A Canadian bishops committee looking into allegations the Canadian Catholic Organization for Development and Peace helped fund groups promoting abortion has issued its report, and it takes a pretty gentle approach on CCODP, while saying there’s room for improvement.
It also says there’s room for improvement from the group that raised the allegations in the first place, LifeSite News.
LifeSite produced numerous evidence of CCODP funding going to groups that support abortion in Mexico and several other countries.
So the CCCB put together a committee of inquiry headed up by Archbishop Currie of St. John’s and Grand Falls, and Bishop Lapierre of Saint-Hyacinthe.
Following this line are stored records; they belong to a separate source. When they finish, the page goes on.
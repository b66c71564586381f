//! The lifecycle coordinator.
//!
//! Every mutating operation follows the same discipline:
//!
//! 1. acquire the per-key lock, read and validate local state;
//! 2. issue the remote panel call when a remote effect is required;
//! 3. apply the local store write;
//! 4. append exactly one audit record whose result reflects the true
//!    outcome, whichever step failed.
//!
//! Remote calls come before local writes for `create`, `delete`, and
//! `rotate_config`: a local row must never claim an access state the remote
//! side does not have. The price is an orphan window when the local write
//! fails after the remote call succeeded; those failures are logged at
//! error level and tagged in the audit payload so operators can reconcile.

use std::sync::Arc;

use serde::Serialize;
use serde_json::{Value, json};
use tracing::{error, info, warn};
use uuid::Uuid;

use subgate_core::db::unix_timestamp;

use crate::panel::{PanelAdapter, PanelError};
use crate::storage::{
    ActionType, Client, ClientStatus, Database, DatabaseError, NewClient, Operation,
    OperationResult,
};

use super::error::LifecycleError;
use super::locks::KeyedLocks;

const SECS_PER_DAY: i64 = 86_400;

/// Options for [`Coordinator::create`].
#[derive(Debug, Clone, Copy, Default)]
pub struct CreateOpts {
    /// Initial subscription length in days. `None` leaves the client
    /// without an expiry.
    pub days: Option<u32>,
}

/// Filter for [`Coordinator::list`].
#[derive(Debug, Clone, Copy, Default)]
pub struct ListFilter {
    pub status: Option<ClientStatus>,
    /// `Some(true)` selects clients whose expiry lies in the past.
    pub expired: Option<bool>,
}

/// Connection configuration for one client, as served to callers.
#[derive(Debug, Clone, Serialize)]
pub struct ClientConfig {
    pub client_id: String,
    pub short_id: String,
    pub subscription_url: String,
    /// base64-encoded subscription payload fetched from the panel.
    pub config_data: String,
}

/// Sequences remote-panel and local-store mutations for client lifecycle
/// operations.
pub struct Coordinator {
    db: Database,
    panel: Arc<dyn PanelAdapter>,
    locks: KeyedLocks,
}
It investigated allegations against five Mexican organizations.
The report was finalized June 18, and today it was made public. http://www.cccb.ca/site/images/stories/pdf/report_of_inquiry_committee.pdf
In short, it found no evidence that CCODP funded pro-abortion projects in Mexico.
It did call the five groups that did receive funding “imprudent” for signing onto a human rights document that “contains several orientations not in accordance with the teaching of the Catholic Church.” It also called on CCODP to be “more vigilant” in its choice of partners and requests for financial assistance.
No word, because it wasn’t part of the committee’s mandate, on the alleged pro-abortion and pro-contraception CCODP partners in East Timor, Nigeria, Nicaragua, Togo, Benin, Brazil, Haiti, Peru and Guinea, Bolivia or Peru, where the bishops of that country formally asked the bishops of Canada to stop funding pro-abortion groups there through CCODP.
Presumably this will be a topic of discussion when the bishops of Canada meet at their plenary meeting this fall.